*Task instructions:* Each line of the listing that includes the string "Result" is to be identified and copied.

*Input data:*
=====
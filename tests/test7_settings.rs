use std::io::Write;
use std::time::Duration;

use sql_coordinator::prelude::*;
use sql_coordinator::DEFAULT_COMMAND_TIMEOUT;

#[test]
fn coordinator_from_settings_file() -> Result<(), Box<dyn std::error::Error>> {
    let mut file = tempfile::NamedTempFile::new()?;
    write!(
        file,
        r#"{{
            "ConnectionStrings": {{ "DefaultConnection": "Data Source=:memory:;Foreign Keys=true" }},
            "DatabaseType": "sqlite",
            "CommandTimeoutSeconds": 12
        }}"#
    )?;

    let settings = AppSettings::from_path(file.path())?;
    let opts = CoordinatorOptions::from_settings(&settings)?;
    assert_eq!(opts.default_timeout, Duration::from_secs(12));

    let db = Coordinator::from_settings(&settings)?;
    assert_eq!(db.database_type(), DatabaseType::Sqlite);
    assert!(!db.is_open());
    Ok(())
}

#[test]
fn timeout_defaults_to_thirty_seconds() -> Result<(), SqlCoordinatorError> {
    let settings = AppSettings::from_json_str(
        r#"{ "ConnectionStrings": { "DefaultConnection": "app.db" }, "DatabaseType": "SQLITE" }"#,
    )?;
    let db = Coordinator::from_settings(&settings)?;
    assert_eq!(db.default_timeout(), DEFAULT_COMMAND_TIMEOUT);
    assert_eq!(DEFAULT_COMMAND_TIMEOUT, Duration::from_secs(30));
    Ok(())
}

#[test]
fn malformed_settings_are_configuration_errors() {
    let missing = AppSettings::from_json_str(r#"{ "DatabaseType": "sqlite" }"#).unwrap();
    assert!(matches!(
        Coordinator::from_settings(&missing),
        Err(SqlCoordinatorError::ConfigurationError(_))
    ));

    let unknown_type = AppSettings::from_json_str(
        r#"{ "ConnectionStrings": { "DefaultConnection": "app.db" }, "DatabaseType": "oracle" }"#,
    )
    .unwrap();
    assert!(matches!(
        Coordinator::from_settings(&unknown_type),
        Err(SqlCoordinatorError::ConfigurationError(_))
    ));

    assert!(matches!(
        AppSettings::from_json_str("{ not json"),
        Err(SqlCoordinatorError::ConfigurationError(_))
    ));

    assert!(matches!(
        Coordinator::new(CoordinatorOptions::sqlite("Data Source=app.db;Colour=blue")),
        Err(SqlCoordinatorError::ConfigurationError(_))
    ));
}

#[cfg(not(feature = "mssql"))]
#[test]
fn disabled_backend_is_a_configuration_error() {
    assert!(matches!(
        Coordinator::new(CoordinatorOptions::mssql("Server=localhost;User Id=sa;Password=x")),
        Err(SqlCoordinatorError::ConfigurationError(_))
    ));
}

#[cfg(feature = "mssql")]
#[test]
fn mssql_strings_are_parsed_without_connecting() -> Result<(), SqlCoordinatorError> {
    let db = Coordinator::builder(
        DatabaseType::Mssql,
        "Server=tcp:db.example.invalid,1433;Database=app;User Id=sa;Password=secret",
    )
    .default_timeout(Duration::from_secs(5))
    .build()?;
    assert!(!db.is_open());
    assert!(!format!("{db:?}").contains("secret"));
    Ok(())
}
=====
*Response to the exercise:*
fn coordinator_from_settings_file() -> Result<(), Box<dyn std::error::Error>> {
fn timeout_defaults_to_thirty_seconds() -> Result<(), SqlCoordinatorError> {
fn mssql_strings_are_parsed_without_connecting() -> Result<(), SqlCoordinatorError> {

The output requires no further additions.